I'm a fan of the gemcitabine/platinum and gemcitabine/alkylator combinations.  We've seen anecdotal responses in individual patients which exceed anything I've ever seen or heard about; e.g. our ovarian cancer patient who grew through primary chemotherapy with platinum/Taxol, grew through high dose chemotherapy with tandem stem cell transplants at UCLA, only to achieve a 4 + year duration complete remission (starting with more than a kilogram of pelvic/abdominal/pleural tumor) with gemcitabine/platinum.  And our pancreatic cancer patient (0.5 MB PDF) (who presented with advanced disease, with widespread metastases, but who enjoyed a durable complete remission and >7 year survival).  But giving this combination to everyone is not all that helpful (subsequent clinical trials in which this regimen was given on an empiric basis to ovarian and pancreatic cancer patients were largely "negative"), because the immunosuppression, mutagenicity, whatever of the combination cancels out, in many patients, the gains in a few, fortunate patients.

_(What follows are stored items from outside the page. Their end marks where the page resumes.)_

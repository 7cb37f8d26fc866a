//! Health and version endpoints
//!
//! - /health, /healthz - liveness, always 200 while the process runs
//! - /version - build information for deployment checks

use bytes::Bytes;
use http_body_util::Full;
use hyper::{Response, StatusCode};
use serde::Serialize;

use super::json_response;
use crate::server::AppState;

#[derive(Serialize)]
#[serde(rename_all = "camelCase")]
pub struct HealthResponse {
    pub healthy: bool,
    pub version: &'static str,
    pub timestamp: String,
    pub mode: &'static str,
    pub node_id: String,
    pub default_product: String,
    pub products: usize,
}

/// Handle /health and /healthz
pub fn health_check(state: &AppState) -> Response<Full<Bytes>> {
    let response = HealthResponse {
        healthy: true,
        version: env!("CARGO_PKG_VERSION"),
        timestamp: chrono::Utc::now().to_rfc3339(),
        mode: if state.args.dev_mode {
            "development"
        } else {
            "production"
        },
        node_id: state.args.node_id.to_string(),
        default_product: state.catalog.default_product().to_string(),
        products: state.catalog.product_count(),
    };
    json_response(StatusCode::OK, &response)
}

/// Version information for deployment verification
#[derive(Serialize)]
pub struct VersionResponse {
    pub version: &'static str,
    pub commit: &'static str,
    pub build_time: &'static str,
    pub service: &'static str,
}

/// Handle /version
pub fn version_info() -> Response<Full<Bytes>> {
    let response = VersionResponse {
        version: env!("CARGO_PKG_VERSION"),
        commit: option_env!("GIT_COMMIT_SHORT").unwrap_or("unknown"),
        build_time: option_env!("BUILD_TIMESTAMP").unwrap_or("unknown"),
        service: "player-gateway",
    };
    json_response(StatusCode::OK, &response)
}
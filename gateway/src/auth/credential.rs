//! Access credentials
//!
//! A credential is a self-contained HS256 JWT: nothing is stored server
//! side. Claims carry the email, an optional product binding and the
//! issue/expiry times. Verification takes an explicit `now` so expiry is
//! decided here rather than by the library clock.

use jsonwebtoken::{decode, encode, Algorithm, DecodingKey, EncodingKey, Header, Validation};
use serde::{Deserialize, Serialize};
use std::time::{SystemTime, UNIX_EPOCH};

use crate::config::MIN_SECRET_LEN;
use crate::types::GatewayError;

/// Payload stored in a credential
#[derive(Debug, Clone, PartialEq, Eq, Serialize, Deserialize)]
pub struct CredentialClaims {
    /// Email the credential was issued to
    pub sub: String,
    /// Product the credential is bound to
    #[serde(rename = "productId", default, skip_serializing_if = "Option::is_none")]
    pub product_id: Option<String>,
    /// Issued at (Unix timestamp)
    pub iat: u64,
    /// Expiration time (Unix timestamp)
    pub exp: u64,
}

/// Result of credential verification
#[derive(Debug, Clone, PartialEq, Eq)]
pub struct CredentialCheck {
    pub valid: bool,
    pub claims: Option<CredentialClaims>,
    pub error: Option<String>,
}

impl CredentialCheck {
    pub fn valid(claims: CredentialClaims) -> Self {
        Self {
            valid: true,
            claims: Some(claims),
            error: None,
        }
    }

    pub fn invalid(error: impl Into<String>) -> Self {
        Self {
            valid: false,
            claims: None,
            error: Some(error.into()),
        }
    }
}

/// Issues and verifies credentials
#[derive(Clone)]
pub struct CredentialIssuer {
    secret: String,
    expiry_seconds: u64,
    bind_product: bool,
}

impl CredentialIssuer {
    /// Create an issuer
    ///
    /// Returns an error if the secret is empty or too short
    pub fn new(
        secret: String,
        expiry_seconds: u64,
        bind_product: bool,
    ) -> Result<Self, GatewayError> {
        if secret.is_empty() {
            return Err(GatewayError::Config(
                "TOKEN_SECRET is required in production mode".into(),
            ));
        }

        if secret.len() < MIN_SECRET_LEN {
            return Err(GatewayError::Config(format!(
                "TOKEN_SECRET must be at least {} characters",
                MIN_SECRET_LEN
            )));
        }

        Ok(Self {
            secret,
            expiry_seconds,
            bind_product,
        })
    }

    /// Issuer for dev mode with a fixed, public secret
    pub fn new_dev(expiry_seconds: u64, bind_product: bool) -> Self {
        Self {
            secret: "dev-mode-secret-not-for-production-use-123456".into(),
            expiry_seconds,
            bind_product,
        }
    }

    pub fn expiry_seconds(&self) -> u64 {
        self.expiry_seconds
    }

    /// Issue a credential now
    pub fn mint(&self, email: &str, product_id: Option<&str>) -> Result<String, GatewayError> {
        self.mint_at(email, product_id, now_secs()?)
    }

    /// Issue a credential as of `now`
    pub fn mint_at(
        &self,
        email: &str,
        product_id: Option<&str>,
        now: u64,
    ) -> Result<String, GatewayError> {
        let claims = CredentialClaims {
            sub: email.to_string(),
            product_id: product_id
                .filter(|_| self.bind_product)
                .filter(|p| !p.is_empty())
                .map(str::to_string),
            iat: now,
            exp: now + self.expiry_seconds,
        };

        encode(
            &Header::new(Algorithm::HS256),
            &claims,
            &EncodingKey::from_secret(self.secret.as_bytes()),
        )
        .map_err(|e| GatewayError::Auth(format!("Failed to issue credential: {}", e)))
    }

    /// Verify a credential now
    pub fn verify(&self, token: &str, product_id: Option<&str>) -> CredentialCheck {
        match now_secs() {
            Ok(now) => self.verify_at(token, product_id, now),
            Err(e) => CredentialCheck::invalid(e.to_string()),
        }
    }

    /// Verify a credential as of `now`
    ///
    /// A product mismatch only fails when the credential carries a product
    /// and the caller names one.
    pub fn verify_at(&self, token: &str, product_id: Option<&str>, now: u64) -> CredentialCheck {
        let mut validation = Validation::new(Algorithm::HS256);
        validation.validate_exp = false;

        let claims = match decode::<CredentialClaims>(
            token,
            &DecodingKey::from_secret(self.secret.as_bytes()),
            &validation,
        ) {
            Ok(data) => data.claims,
            Err(err) => {
                use jsonwebtoken::errors::ErrorKind;
                let error_msg = match err.kind() {
                    ErrorKind::InvalidToken => "Invalid credential",
                    ErrorKind::InvalidSignature => "Invalid signature",
                    _ => "Credential validation failed",
                };
                return CredentialCheck::invalid(error_msg);
            }
        };

        if now >= claims.exp {
            return CredentialCheck::invalid("Credential expired");
        }

        if let (Some(bound), Some(requested)) = (claims.product_id.as_deref(), product_id) {
            if !requested.is_empty() && bound != requested {
                return CredentialCheck::invalid("Credential issued for another product");
            }
        }

        CredentialCheck::valid(claims)
    }
}

fn now_secs() -> Result<u64, GatewayError> {
    SystemTime::now()
        .duration_since(UNIX_EPOCH)
        .map(|d| d.as_secs())
        .map_err(|e| GatewayError::Auth(format!("System time error: {}", e)))
}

In my opinion, the era of empiric, aggressive multi-agent cytotoxic chemotherapy for refractory adult solid tumors should come to an end (or at least be put on vacation until more effective drugs become available). We should, instead, (1) put much more emphasis on matching treatment to patient, though the use individualized testing, (2) have more respect for minimal partial response and/or stable disease, when it can be achieved through the use of least toxic/mutagenic drug regimens, and (3) reserve the use of higher dose therapy and/or agressive combination chemotherapy to those fortunate patients with tumor biologies most amenable to attack and total or near-total destruction by these aggressive treatments.